"Il rapporto tra monachesimo e liturgia” Conferenza tenuta a Roma il 7 maggio 2015 da p. Cassian Folsom OSB, Priore del Monastero di Norcia.
Qual è il rapporto tra monachesimo e liturgia?
Posso rispondere molto sinteticamente con una analogia: è il rapporto tra pesce e acqua.
Ovviamente, il pesce abita nell’acqua, si muove nell’acqua, senza l’acqua muore. Così anche per il monaco: respira l’aria della liturgia, si nutre dalla liturgia, si muove nel mondo creato dalla liturgia, senza la liturgia muore spiritualmente.
Potrei finire qua – una conferenza di due minuti! – ma forse sareste delusi, aspettando una lezione più lunga. Quindi posso sviluppare il tema un po’ secondo le seguenti categorie:
La preghiera incessante
Il tempo impiegato ogni giorno nella preghiera liturgica, secondo la Regola di San Benedetto
I salmi
Il canto
LA PREGHIERA INCESSANTE
Ci sono due indizi nella Regola che indicano chiaramente che secondo San Benedetto, la preghiera liturgica si colloca decisamente nella tradizione della preghiera incessante, come articolata dai Padri del deserto.
PRIMO INDIZIO:
Nel rito Romano, durante la Settimana Santa, la liturgia ritorna alle sue forme più arcaiche. Ho in mente l’Ufficio Divino. Prima delle Ore Minori (prima, terza, sesta e nona), troviamo questa rubrica: [Horae minorae] absolute inchoantur a psalmis infra signatis, ossia: “Le ore minori iniziano absolute, cioè senza versetti, segni di croce, senza nessun elemento introduttivo, direttamente – con i salmi indicati sotto.”
Ad esempio, l’Ora Prima inizia direttamente con Salmo 53: Dio, per il tuo nome, salvami. Si ricorda che questo stile di cantare i salmi è proprio arcaico – antichissimo.

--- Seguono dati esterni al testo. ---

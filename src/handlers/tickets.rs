use axum::extract::State;
use axum::response::Response;
use serde::{Deserialize, Serialize};
use uuid::Uuid;

use crate::state::AppState;
use crate::utils::error::AppError;
use crate::utils::extract::AppJson;
use crate::utils::response::success;

#[derive(Debug, Deserialize)]
pub struct ValidateTicketRequest {
    pub qr_code: String,
}

#[derive(Serialize)]
struct Redemption {
    valid: bool,
    ticket_id: Uuid,
}

pub async fn validate_ticket(
    State(state): State<AppState>,
    AppJson(body): AppJson<ValidateTicketRequest>,
) -> Result<Response, AppError> {
    let ticket = state.tickets.redeem(&body.qr_code).await?;
    let payload = Redemption {
        valid: true,
        ticket_id: ticket.id,
    };
    Ok(success(payload, "Ticket redeemed"))
}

Diversamente, secondo la Regola di San Benedetto, tutte le ore canoniche hanno qualche elemento introduttivo. Vediamo, quindi, una innovazione da parte di San Benedetto che, parlando delle ore minori dice: “All’inizio si dica il versetto: Deus in adiutorium meum intende, Domine, ad adiuvandum me festina (Dio, vieni a salvarmi, Signore, vieni presto in mio aiuto)” (RB 18:1). Perché questa innovazione? Non si faceva così, infatti, prima di San Benedetto. Perché questo versetto salmico in particolare? Nella tradizione monastica, dove si trova una trattazione intorno a questo versetto? Negli scritti di San Giovanni Cassiano, quando insegna un metodo da usare per la preghiera incessante. Cito un brano dalla Conferenza X di San Cassiano – lo stile è un po’ prolisso, ma il messaggio è chiaro:
Abba Isaia spiega a Cassiano e al suo compagno Germano: “Per voi dunque sarà proposta come formula di questa disciplina e di questa preghiera, da voi richiesta, quella che ogni monaco, allo scopo di tendere al continuo ricordo di Dio, deve abituarsi a coltivare con una continua ripresa da parte del cuore e dopo avere espulsa la varietà di tutti gli altri pensieri, poiché egli non potrà applicarvisi in altro modo, se prima non si sarà liberato da tutte le preoccupazioni e sollecitudini corporali. Tale esperienza, come a noi è stata trasmessa da quei pochi che, tra gli antichissimi padri sono sopravvisuti, così pure do noi essa non viene proposta, se non a pochissimi, realmente sitibondi [avidi, bramosi] di accoglierla. Pertanto sarà da noi suggerita a voi, conseguentemente, questa formula di vera pietà, allo scopo di raggingere un continuo ricordo di Dio: Deus in adiutorium meum intende, Domine ad adiuvandum me festina [Sal 69]” (Conf. X,10).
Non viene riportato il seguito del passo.